— Assignment —
Extract from the entries below, exactly as given, only the lines from the line containing "bytes holding a" to the line containing "length and with", both lines included.

[Records from a data collection]
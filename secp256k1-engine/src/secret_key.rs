//! Secret keys: non-zero scalars below the group order.

use crate::{arithmetic::Scalar, Error, FieldBytes, NonZeroScalar, Result, Secp256k1};

/// Length of a serialized secret key.
pub const SECRET_KEY_SIZE: usize = 32;

/// secp256k1 secret key: a scalar in `[1, n - 1]`.
pub type SecretKey = elliptic_curve::SecretKey<Secp256k1>;

/// Strict parsing and tweaking of [`SecretKey`]s.
///
/// Every fallible operation reports which check failed through [`Error`].
pub trait SecretKeyExt: Sized {
    /// Is `bytes` a valid secret key encoding: exactly 32 bytes holding a
    /// big-endian integer in `[1, n - 1]`?
    fn verify_bytes(bytes: &[u8]) -> bool {
        Self::parse(bytes).is_ok()
    }

    /// Deserialize a secret key from exactly 32 big-endian bytes.
    ///
    /// Fails with [`Error::InvalidLength`] for any other length and with
    /// [`Error::OutOfRange`] for zero or values not below n.
    fn parse(bytes: &[u8]) -> Result<Self>;

    /// Wrap a scalar, rejecting zero.
    fn from_scalar(scalar: Scalar) -> Result<Self>;

    /// Returns `(d + tweak) mod n`.
    ///
    /// Fails with [`Error::OutOfRange`] if the sum is zero.
    fn tweak_add(&self, tweak: &Scalar) -> Result<Self>;

    /// Returns `(d * tweak) mod n`.
    ///
    /// Fails with [`Error::OutOfRange`] if the tweak is zero.
    fn tweak_mul(&self, tweak: &Scalar) -> Result<Self>;

    /// Returns `n - d`, the secret key of the negated public key.
    fn negate(&self) -> Self;
}

impl SecretKeyExt for SecretKey {
    fn parse(bytes: &[u8]) -> Result<Self> {
        let bytes: &FieldBytes = bytes.try_into().map_err(|_| Error::InvalidLength)?;
        let scalar: Option<Scalar> = Scalar::from_bytes(bytes).into();
        Self::from_scalar(scalar.ok_or(Error::OutOfRange)?)
    }

    fn from_scalar(scalar: Scalar) -> Result<Self> {
        Option::<NonZeroScalar>::from(NonZeroScalar::new(scalar))
            .map(Self::from)
            .ok_or(Error::OutOfRange)
    }

    fn tweak_add(&self, tweak: &Scalar) -> Result<Self> {
        Self::from_scalar(*self.to_nonzero_scalar() + tweak)
    }

    fn tweak_mul(&self, tweak: &Scalar) -> Result<Self> {
        Self::from_scalar(*self.to_nonzero_scalar() * tweak)
    }

    fn negate(&self) -> Self {
        Self::from(-self.to_nonzero_scalar())
    }
}

#[cfg(test)]
mod tests {
    use super::{SecretKey, SecretKeyExt};
    use crate::{arithmetic::Scalar, Error, PublicKeyExt};
    use hex_literal::hex;

    #[test]
    fn verify_bytes() {
        assert!(!SecretKey::verify_bytes(&[0u8; 32]));
        assert!(!SecretKey::verify_bytes(&[0u8; 31]));
        assert!(!SecretKey::verify_bytes(&[1u8; 33]));
        assert!(SecretKey::verify_bytes(&[1u8; 32]));

        // n is out of range, n - 1 is the largest valid key
        let n = hex!("FFFFFFFFFFFFFFFFFFFFFFFFFFFFFFFEBAAEDCE6AF48A03BBFD25E8CD0364141");
        let n_minus_one = hex!("FFFFFFFFFFFFFFFFFFFFFFFFFFFFFFFEBAAEDCE6AF48A03BBFD25E8CD0364140");
        assert!(!SecretKey::verify_bytes(&n));
        assert!(SecretKey::verify_bytes(&n_minus_one));
        assert!(!SecretKey::verify_bytes(&[0xff; 32]));
    }

    #[test]
    fn parse_errors() {
        // Shorter inputs are not zero-padded.
        assert_eq!(SecretKey::parse(&[1u8; 24]).map(|_| ()), Err(Error::InvalidLength));
        assert_eq!(SecretKey::parse(&[1u8; 31]).map(|_| ()), Err(Error::InvalidLength));
        assert_eq!(SecretKey::parse(&[0u8; 32]).map(|_| ()), Err(Error::OutOfRange));
        assert_eq!(
            SecretKey::from_scalar(Scalar::ZERO).map(|_| ()),
            Err(Error::OutOfRange)
        );
    }

    #[test]
    fn bytes_round_trip() {
        let bytes = hex!("e815acba8fcf085a0b4141060c13b8017a08da37f2eb1d6a5416adbb621560ef");
        let sk = SecretKey::parse(&bytes).unwrap();
        assert_eq!(sk.to_bytes().as_slice(), &bytes[..]);
        assert_eq!(SecretKey::from_bytes(&bytes.into()).unwrap(), sk);
    }

    #[test]
    fn tweak_add_to_zero_fails() {
        let sk = SecretKey::parse(&hex!(
            "0000000000000000000000000000000000000000000000000000000000000005"
        ))
        .unwrap();
        let tweak = -Scalar::from(5u64);
        assert_eq!(sk.tweak_add(&tweak).map(|_| ()), Err(Error::OutOfRange));
        assert_eq!(
            sk.tweak_add(&Scalar::ONE).unwrap().to_bytes().as_slice(),
            &hex!("0000000000000000000000000000000000000000000000000000000000000006")[..]
        );
    }

    #[test]
    fn tweak_mul_by_zero_fails() {
        let sk = SecretKey::parse(&[7u8; 32]).unwrap();
        assert_eq!(sk.tweak_mul(&Scalar::ZERO).map(|_| ()), Err(Error::OutOfRange));
        assert_eq!(sk.tweak_mul(&Scalar::ONE).unwrap(), sk);
    }

    #[test]
    fn negate_twice() {
        let sk = SecretKey::parse(&[7u8; 32]).unwrap();
        assert_ne!(sk.negate(), sk);
        assert_eq!(sk.negate().negate(), sk);
        assert_eq!(
            sk.negate().public_key(),
            sk.public_key().negate().unwrap()
        );
    }

    #[test]
    fn debug_is_redacted() {
        let sk = SecretKey::parse(&[7u8; 32]).unwrap();
        let debug = std::format!("{:?}", sk);
        assert!(debug.ends_with("{ .. }"));
        assert!(!debug.contains("0707"));
    }
}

— Exercise solution —
    /// Is `bytes` a valid secret key encoding: exactly 32 bytes holding a
    /// big-endian integer in `[1, n - 1]`?
    fn verify_bytes(bytes: &[u8]) -> bool {
        Self::parse(bytes).is_ok()
    }

    /// Deserialize a secret key from exactly 32 big-endian bytes.
    ///
    /// Fails with [`Error::InvalidLength`] for any other length and with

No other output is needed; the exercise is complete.